LILLE (F)

Au Zénith, Saez n’a pas perdu le nord

Au Zénith, Saez n’a pas perdu le nord

Saez: «Moi, je resterai poing levé du peuple des Indépendants. Moi, j’y peux rien, si je suis né du peuple des Manifestants.» -

Concomitante à la sortie de «Lulu», son triple album (le 3e!), la «tournée du Manifeste» de Saez, passait près de chez nous, avant Bruxelles..

Il est minuit 45 dans un Zénith plein comme un œuf. Damien Saez hurle une dernière fois, en final de Tu y crois, après plus de quatre heures de concert. La voix de celui qui apparaît pourtant toujours aussi «pote» - sur scène - avec son whisky coca et ses clopes, a tenu le coup, comme tous les soirs depuis trois semaines.

ta santé, Bolloré!

Le public nordiste (et wallon picard) fait un triomphe à ce Fils de France qui, en pleine période préélectorale, multiplie les allusions aux «affaires», répète son dégoût de la «dictature du financier», déplore le «culte de l’inculte», le manque de moyens mis au service de l’éducation ou de la culture, abhorre le populisme, les chaînes de télé et internet: «Ça fait dix ans qu’on est là tous à balancer l’intime de nos vies, son nourrisson qui vient de naître... sur des réseaux pour faire de la thune à un connard à l’autre bout du monde. Gratuitement! C’est pas le plus grand hold-up de l’humanité, sérieux? S’il y a un bug un jour, tu perds tout, t’as même plus ta putain de photo de famille sur ta cheminée.» Oui, oui, « c’est l’évolution inversée: l’humain retourne au chimpanzé » (Peuple manifestant).

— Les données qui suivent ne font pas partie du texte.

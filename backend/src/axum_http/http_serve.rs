use crate::{
    axum_http::{default_routers, route_gate, routers},
    config::config_model::DotEnvyConfig,
};
use anyhow::Result;
use axum::{
    Extension, Router,
    http::{
        Method,
        header::{AUTHORIZATION, CONTENT_TYPE},
    },
    middleware,
    routing::get,
};
use crates::{
    domain::repositories::storage::MediaStorageClient,
    events::notification_hub::NotificationHub,
    infra::{
        db::postgres::postgres_connection::PgPoolSquad,
        storages::supabase_storage::{SupabaseStorageClient, SupabaseStorageConfig},
    },
};
use std::{net::SocketAddr, sync::Arc, time::Duration};
use tokio::net::TcpListener;
use tower_http::{
    cors::{Any, CorsLayer},
    limit::RequestBodyLimitLayer,
    timeout::TimeoutLayer,
    trace::TraceLayer,
};
use tracing::info;

pub async fn start(config: Arc<DotEnvyConfig>, db_pool: Arc<PgPoolSquad>) -> Result<()> {
    let notification_hub = Arc::new(NotificationHub::new());
    let storage: Arc<dyn MediaStorageClient> = Arc::new(
        SupabaseStorageClient::new(SupabaseStorageConfig {
            endpoint: config.supabase.s3_endpoint.clone(),
            region: config.supabase.s3_region.clone(),
            bucket: config.supabase.media_bucket.clone(),
            access_key: config.supabase.s3_access_key.clone(),
            secret_key: config.supabase.s3_secret_key.clone(),
            project_url: config.supabase.project_url.clone(),
        })
        .await?,
    );

    let app = Router::new()
        .fallback(default_routers::not_found)
        .nest(
            "/api/daily-reward",
            routers::daily_reward::routes(
                Arc::clone(&db_pool),
                Arc::clone(&config),
                Arc::clone(&notification_hub),
            ),
        )
        .nest(
            "/api/notifications",
            routers::notifications::routes(Arc::clone(&db_pool), Arc::clone(&notification_hub)),
        )
        .merge(routers::media::routes(Arc::clone(&db_pool), storage))
        .merge(routers::auth::routes(Arc::clone(&db_pool), Arc::clone(&config)))
        .merge(routers::billing::routes(
            Arc::clone(&db_pool),
            Arc::clone(&config),
            Arc::clone(&notification_hub),
        ))
        .route("/api/v1/health-check", get(default_routers::health_check))
        .layer(Extension(Arc::clone(&config)))
        .layer(middleware::from_fn(route_gate::gate))
        .layer(TimeoutLayer::new(Duration::from_secs(
            config.backend_server.timeout,
        )))
        .layer(RequestBodyLimitLayer::new(
            (config.backend_server.body_limit * 1024 * 1024).try_into()?,
        ))
        .layer(
            CorsLayer::new()
                .allow_methods([
                    Method::GET,
                    Method::POST,
                    Method::PATCH,
                    Method::PUT,
                    Method::DELETE,
                ])
                .allow_headers([AUTHORIZATION, CONTENT_TYPE])
                .allow_origin(Any), // TODO Add the domain later
        )
        .layer(TraceLayer::new_for_http());

    let addr = SocketAddr::from(([0, 0, 0, 0], config.backend_server.port));
    let listener = TcpListener::bind(addr).await?;

    info!("Server is running on port {}", config.backend_server.port);
    axum::serve(listener, app)
        .with_graceful_shutdown(shutdow_signal())
        .await?;

    Ok(())
}

async fn shutdow_signal() {
    let ctrl_c = async {
        tokio::signal::ctrl_c()
            .await
            .expect("Failed to install CTRL+C signal handler");
    };

    let terminate = std::future::pending::<()>();

    tokio::select! {
        _ = ctrl_c => info!("Received ctrl+C signal"),
        _ = terminate => info!("Received terminate signal"),
    }
}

Contre cette société aseptisée où «un tweet est plus important qu’une lettre d’un ancien combattant» l’artiste fait lever le poing à ses sept mille fans et lance « A ta santé, Bolloré! « (Lettre à politique).

Ne rien lâcher...

Le concert a débuté avec «Tu crois aux fantômes», un petit film en noir et blanc qui voit la comédienne Ana Moreau monologuer sur une terrasse, la nuit, avant que Damien s’installe au piano. Il empoigne de temps à autre une guitare, lit des textes et puise dans tout son répertoire, de God blesse (avec notamment un J’veux qu’on baise sur ma tombe repris par toute la salle) à Mon Européenne (Bonnie,Rue de la Soif) en passant par Debbie (J’hallucine, Tu y crois?), Paris (Jeunesse lève toi, Putains vous m’aurez plus), Messina (Châtillon-Sur-Seine, Ma petite couturière, Maria, Betty, Marianne, Fins des mondes, Into the Wild), J’accuse (+ Pilule, Cigarette, Des p’tits sous et Marguerite) ou L’oiseau liberté (+ Les enfants paradis et Tous les gamins du monde.) Au total vingt-six chansons, dans des versions dépassant bien souvent les dix minutes, soutenues par un groupe d’enfer où, outre les fidèles Franck Phan et Daniel Jamet (un ancien de la Mano Negra), on retrouve comme troisième guitariste Alice Botté, celui qui accompagnait les derniers concerts de Thiéfaine, les Brittons Geoff Dugmore (drums) et James Eller, (basse) ou Johann Riche, l’accordéoniste de la dernière tournée de Miossec.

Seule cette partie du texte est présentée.